DS-301g · Module 1
The Model Selection Framework
3 min read
The model does not choose itself. The data characteristics, the prediction horizon, the explainability requirement, and the accuracy threshold collectively determine which model fits. Time series with strong seasonality: SARIMA or Prophet. Time series with multiple external drivers: regression with lagged variables or gradient-boosted models. Classification problems: logistic regression for explainability, random forest or XGBoost for accuracy. The framework: first, identify the prediction type (numeric value, category, or probability). Second, assess the data characteristics (sample size, feature count, seasonality, stationarity). Third, apply the explainability filter (does the audience need to understand why the model predicts what it predicts?). The intersection of these three determines the shortlist of appropriate models.
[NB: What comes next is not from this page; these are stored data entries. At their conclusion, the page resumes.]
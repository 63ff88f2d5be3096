//! Namespace-aware field extraction from KSeF XML documents.

use roxmltree::{Document, Node};
use rust_decimal::Decimal;

use crate::error::{Error, Result};
use crate::model::{InvoiceNumber, InvoiceRecord, LineItem, Party, TaxRate};

/// Field extractor over one parsed XML document.
///
/// The element namespace is taken from the document root rather than
/// hardcoded, so schema revisions that only bump the namespace URI still
/// parse. Lookups walk descendant elements by local-name path; a missing
/// path is a normal condition and yields `None`.
struct Fields<'a> {
    ns: Option<&'a str>,
}

impl<'a> Fields<'a> {
    fn new(root: Node<'a, 'a>) -> Self {
        Self {
            ns: root.tag_name().namespace(),
        }
    }

    fn matches(&self, node: &Node, name: &str) -> bool {
        node.is_element()
            && node.tag_name().name() == name
            && node.tag_name().namespace() == self.ns
    }

    fn find(&self, scope: Node<'a, 'a>, path: &[&str]) -> Option<Node<'a, 'a>> {
        let mut cur = scope;
        for segment in path {
            cur = cur.descendants().find(|n| self.matches(n, segment))?;
        }
        Some(cur)
    }

    /// First matching non-empty text value, trimmed.
    fn text(&self, scope: Node<'a, 'a>, path: &[&str]) -> Option<&'a str> {
        self.find(scope, path)?
            .text()
            .map(str::trim)
            .filter(|t| !t.is_empty())
    }

    fn text_or(&self, scope: Node<'a, 'a>, path: &[&str], default: &str) -> String {
        self.text(scope, path).unwrap_or(default).to_string()
    }

    /// Optional amount: missing is `0`, malformed is a fatal error.
    fn decimal_or_zero(&self, scope: Node<'a, 'a>, path: &[&str]) -> Result<Decimal> {
        match self.text(scope, path) {
            None => Ok(Decimal::ZERO),
            Some(raw) => parse_decimal(raw, path),
        }
    }

    /// Required amount: missing and malformed are both fatal.
    fn required_decimal(&self, scope: Node<'a, 'a>, path: &[&str]) -> Result<Decimal> {
        match self.text(scope, path) {
            None => Err(Error::MissingField(path.join("/"))),
            Some(raw) => parse_decimal(raw, path),
        }
    }
}

fn parse_decimal(raw: &str, path: &[&str]) -> Result<Decimal> {
    raw.parse::<Decimal>().map_err(|_| Error::MalformedNumber {
        field: path.join("/"),
        value: raw.to_string(),
    })
}

/// Map a KSeF XML document onto a typed invoice record.
pub(crate) fn extract_record(content: &str, tracking_id: &str) -> Result<InvoiceRecord> {
    let doc = Document::parse(content)?;
    let root = doc.root_element();
    let fields = Fields::new(root);

    let number = InvoiceNumber::parse(&fields.text_or(root, &["P_2"], ""));
    let issue_date = fields.text_or(root, &["P_1"], "");
    let sale_date = fields.text_or(root, &["P_6"], &issue_date);
    let currency = fields.text_or(root, &["KodWaluty"], "");
    let total_amount = fields.required_decimal(root, &["P_15"])?;

    let seller = extract_party(&fields, root, "Podmiot1");
    let buyer = extract_party(&fields, root, "Podmiot2");

    let mut items = Vec::new();
    for row in root
        .descendants()
        .filter(|n| fields.matches(n, "FaWiersz"))
    {
        items.push(LineItem::new(
            fields.text_or(row, &["P_7"], ""),
            fields.text_or(row, &["P_8A"], ""),
            fields.text_or(row, &["P_8B"], ""),
            fields.decimal_or_zero(row, &["P_9A"])?,
            fields.decimal_or_zero(row, &["P_11"])?,
            TaxRate::parse(&fields.text_or(row, &["P_12"], "np.")),
        ));
    }

    Ok(InvoiceRecord {
        number,
        issue_date,
        sale_date,
        seller,
        buyer,
        currency,
        total_amount,
        tracking_id: tracking_id.to_string(),
        items,
    })
}

fn extract_party<'a>(fields: &Fields<'a>, root: Node<'a, 'a>, element: &str) -> Party {
    Party {
        name: fields.text_or(root, &[element, "DaneIdentyfikacyjne", "Nazwa"], ""),
        tax_id: fields
            .text(root, &[element, "DaneIdentyfikacyjne", "NIP"])
            .map(str::to_string),
        address: fields.text_or(root, &[element, "Adres", "AdresL1"], ""),
    }
}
- Identify the Prediction Type What is the model predicting? A continuous value (revenue next quarter), a category (will this deal close?), or a probability (what is the likelihood of churn?). The type determines the model family.
- Assess Data Characteristics How much data is available? Fewer than two hundred observations: use simple models (linear regression, ARIMA). More than one thousand: complex models become viable (ensemble methods, neural networks). Seasonality, trend, and stationarity each constrain model selection.
- Apply the Explainability Filter Who will consume the predictions? If the audience is a CFO, the model must be explainable — "revenue is driven by these five factors with these weights." If the audience is an automated system, accuracy beats explainability. Match the model to the audience.